When we last met the "man of two minds" — the nameless narrator of Viet Thanh Nguyen's Pulitzer Prize-winning novel "The Sympathizer" — he and his friend Bon had just undergone mind-shattering torture and re-education at the hands of their childhood friend, Man.

The narrator, the son of a French priest and an impoverished Vietnamese mother, suffered relentless persecution as a boy due to his status as a biracial "bastard," until he befriended Bon and Man. Bon grew into an anti-Communist South Vietnamese patriot, and unbeknown to him, Man and the narrator became Communists. In "The Sympathizer," the narrator spied on the anti-Communist Vietnamese refugees in America in the wake of the Vietnam War.

In "The Committed," the narrator is no longer a spy, but remains relentlessly loyal to Bon, who resettles from a refugee camp with him to Paris, still knowing few of his secrets. Bon aims to kill Man, whose napalm-melted face conceals his true identity. The narrator vows to save them both. This potent friendship triangle drives the plot.

Although Nguyen foreshadows the showdown between the three "blood brothers" from the first page, he doesn't rush it, first plunging his characters into the Parisian gangster demimonde. The narrator realizes his best prospect for employment is selling hashish. As he explores Paris, his insignificance to those he's observing allows him to draw keen conclusions, such as why the French so love American jazz: "partially because every sweet note reminded them of American racism, which conveniently let them forget their own racism."

The plot of "The Committed" is action-packed with sex, drugs and violence, but those events don't characterize the essence of the book. The strength of this novel is the same as that of its predecessor — the probing, sensitive, educated and droll mind of its narrator, who perceives power dynamics that few examine. After the torture he underwent in "The Sympathizer," his head rings with a chorus of voices, and he frequently dialogues with various fragments of his consciousness.
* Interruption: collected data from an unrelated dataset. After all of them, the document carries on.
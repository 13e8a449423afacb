//! Site Recovery replication policies, whose provider-specific settings are
//! polymorphic on `instanceType`.

use serde::{Deserialize, Serialize};

use super::SetMultiVmSyncStatus;

#[derive(Debug, Clone, PartialEq, Serialize, Deserialize)]
#[serde(rename_all = "camelCase")]
pub struct A2APolicyCreationInput {
    #[serde(default, skip_serializing_if = "Option::is_none")]
    pub app_consistent_frequency_in_minutes: Option<i64>,
    #[serde(default, skip_serializing_if = "Option::is_none")]
    pub crash_consistent_frequency_in_minutes: Option<i64>,
    pub multi_vm_sync_status: SetMultiVmSyncStatus,
    #[serde(default, skip_serializing_if = "Option::is_none")]
    pub recovery_point_history: Option<i64>,
}

#[derive(Debug, Clone, Default, PartialEq, Serialize, Deserialize)]
#[serde(rename_all = "camelCase")]
pub struct HyperVReplicaAzurePolicyInput {
    #[serde(default, skip_serializing_if = "Option::is_none")]
    pub application_consistent_snapshot_frequency_in_hours: Option<i64>,
    #[serde(default, skip_serializing_if = "Option::is_none")]
    pub recovery_point_history_duration: Option<i64>,
    #[serde(default, skip_serializing_if = "Option::is_none")]
    pub storage_accounts: Option<Vec<String>>,
}

#[derive(Debug, Clone, Default, PartialEq, Serialize, Deserialize)]
#[serde(rename_all = "camelCase")]
pub struct InMageRcmPolicyCreationInput {
    #[serde(default, skip_serializing_if = "Option::is_none")]
    pub app_consistent_frequency_in_minutes: Option<i64>,
    #[serde(default, skip_serializing_if = "Option::is_none")]
    pub crash_consistent_frequency_in_minutes: Option<i64>,
    #[serde(default, skip_serializing_if = "Option::is_none")]
    pub enable_multi_vm_sync: Option<String>,
    #[serde(default, skip_serializing_if = "Option::is_none")]
    pub recovery_point_history_in_minutes: Option<i64>,
}

#[derive(Debug, Clone, Default, PartialEq, Serialize, Deserialize)]
#[serde(rename_all = "camelCase")]
pub struct VMwareCbtPolicyCreationInput {
    #[serde(default, skip_serializing_if = "Option::is_none")]
    pub app_consistent_frequency_in_minutes: Option<i64>,
    #[serde(default, skip_serializing_if = "Option::is_none")]
    pub crash_consistent_frequency_in_minutes: Option<i64>,
    #[serde(default, skip_serializing_if = "Option::is_none")]
    pub recovery_point_history_in_minutes: Option<i64>,
}

discriminated_union! {
    /// Provider-specific settings sent when creating a replication policy.
    pub enum PolicyProviderSpecificInput {
        A2A(A2APolicyCreationInput) => "A2A",
        HyperVReplicaAzure(HyperVReplicaAzurePolicyInput) => "HyperVReplicaAzure",
        InMageRcm(InMageRcmPolicyCreationInput) => "InMageRcm",
        VMwareCbt(VMwareCbtPolicyCreationInput) => "VMwareCbt",
    }
}

#[derive(Debug, Clone, Default, PartialEq, Serialize, Deserialize)]
#[serde(rename_all = "camelCase")]
pub struct A2APolicyDetails {
    #[serde(default, skip_serializing_if = "Option::is_none")]
    pub app_consistent_frequency_in_minutes: Option<i64>,
    #[serde(default, skip_serializing_if = "Option::is_none")]
    pub crash_consistent_frequency_in_minutes: Option<i64>,
    #[serde(default, skip_serializing_if = "Option::is_none")]
    pub multi_vm_sync_status: Option<String>,
    #[serde(default, skip_serializing_if = "Option::is_none")]
    pub recovery_point_history: Option<i64>,
    #[serde(default, skip_serializing_if = "Option::is_none")]
    pub recovery_point_threshold_in_minutes: Option<i64>,
}

#[derive(Debug, Clone, Default, PartialEq, Serialize, Deserialize)]
#[serde(rename_all = "camelCase")]
pub struct HyperVReplicaAzurePolicyDetails {
    #[serde(default, skip_serializing_if = "Option::is_none")]
    pub application_consistent_snapshot_frequency_in_hours: Option<i64>,
    #[serde(default, skip_serializing_if = "Option::is_none")]
    pub recovery_point_history_duration_in_hours: Option<i64>,
    #[serde(default, skip_serializing_if = "Option::is_none")]
    pub active_storage_account_id: Option<String>,
    #[serde(default, skip_serializing_if = "Option::is_none")]
    pub encryption: Option<String>,
}

#[derive(Debug, Clone, Default, PartialEq, Serialize, Deserialize)]
#[serde(rename_all = "camelCase")]
pub struct InMageRcmPolicyDetails {
    #[serde(default, skip_serializing_if = "Option::is_none")]
    pub app_consistent_frequency_in_minutes: Option<i64>,
    #[serde(default, skip_serializing_if = "Option::is_none")]
    pub crash_consistent_frequency_in_minutes: Option<i64>,
    #[serde(default, skip_serializing_if = "Option::is_none")]
    pub enable_multi_vm_sync: Option<String>,
    #[serde(default, skip_serializing_if = "Option::is_none")]
    pub recovery_point_history_in_minutes: Option<i64>,
}

#[derive(Debug, Clone, Default, PartialEq, Serialize, Deserialize)]
#[serde(rename_all = "camelCase")]
pub struct VmwareCbtPolicyDetails {
    #[serde(default, skip_serializing_if = "Option::is_none")]
    pub app_consistent_frequency_in_minutes: Option<i64>,
    #[serde(default, skip_serializing_if = "Option::is_none")]
    pub crash_consistent_frequency_in_minutes: Option<i64>,
    #[serde(default, skip_serializing_if = "Option::is_none")]
    pub recovery_point_history_in_minutes: Option<i64>,
}

discriminated_union! {
    /// Provider-specific settings reported for an existing replication policy.
    pub enum PolicyProviderSpecificDetails {
        A2A(A2APolicyDetails) => "A2A",
        HyperVReplicaAzure(HyperVReplicaAzurePolicyDetails) => "HyperVReplicaAzure",
        InMageRcm(InMageRcmPolicyDetails) => "InMageRcm",
        VMwareCbt(VmwareCbtPolicyDetails) => "VMwareCbt",
    }
}

#[derive(Debug, Clone, Default, PartialEq, Serialize, Deserialize)]
#[serde(rename_all = "camelCase")]
pub struct ReplicationPolicy {
    #[serde(default, skip_serializing_if = "Option::is_none")]
    pub id: Option<String>,
    #[serde(default, skip_serializing_if = "Option::is_none")]
    pub name: Option<String>,
    #[serde(default, skip_serializing_if = "Option::is_none")]
    pub properties: Option<ReplicationPolicyProperties>,
}

#[derive(Debug, Clone, Default, PartialEq, Serialize, Deserialize)]
#[serde(rename_all = "camelCase")]
pub struct ReplicationPolicyProperties {
    #[serde(default, skip_serializing_if = "Option::is_none")]
    pub friendly_name: Option<String>,
    #[serde(default, skip_serializing_if = "Option::is_none")]
    pub provider_specific_details: Option<PolicyProviderSpecificDetails>,
}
Nguyen fills "The Committed" with playful literary allusions and delves into critical colonization theory, especially the work of Frantz Fanon. As "The Committed" unfolds, and the narrator becomes ever more mentally disintegrated, he personifies the contradictions and quicksilver identity shifts of a person raised in a colonized country who becomes a multilingual refugee twice over. It's heady stuff, but it retains reader appeal through Nguyen's literary virtuosity.

One sentence weaves the narrator's mental acrobatics with a description of a life-or-death street fight, carries on for six pages and retains absolute clarity and propulsion. It's the kind of run-on sentence that writing teachers might warn their students against attempting — but Nguyen finesses it with the grace and flair of a parkour athlete flipping his body over the obstacles presented by a Paris street.

With "The Committed," Nguyen has once again animated the complexity of a refugee's situation and plunged into a thicket of thorny matters of politics, nationality, race and identity, but has done so with characteristic heart, style and good humor that will leave readers both schooled and entertained.

Jenny Shank's novel "The Ringer" won the High Plains Book Award. She teaches in the Mile High MFA program at Regis University in Denver.

The Committed

By: Viet Thanh Nguyen.
Publisher: Grove Press, 368 pages, $27.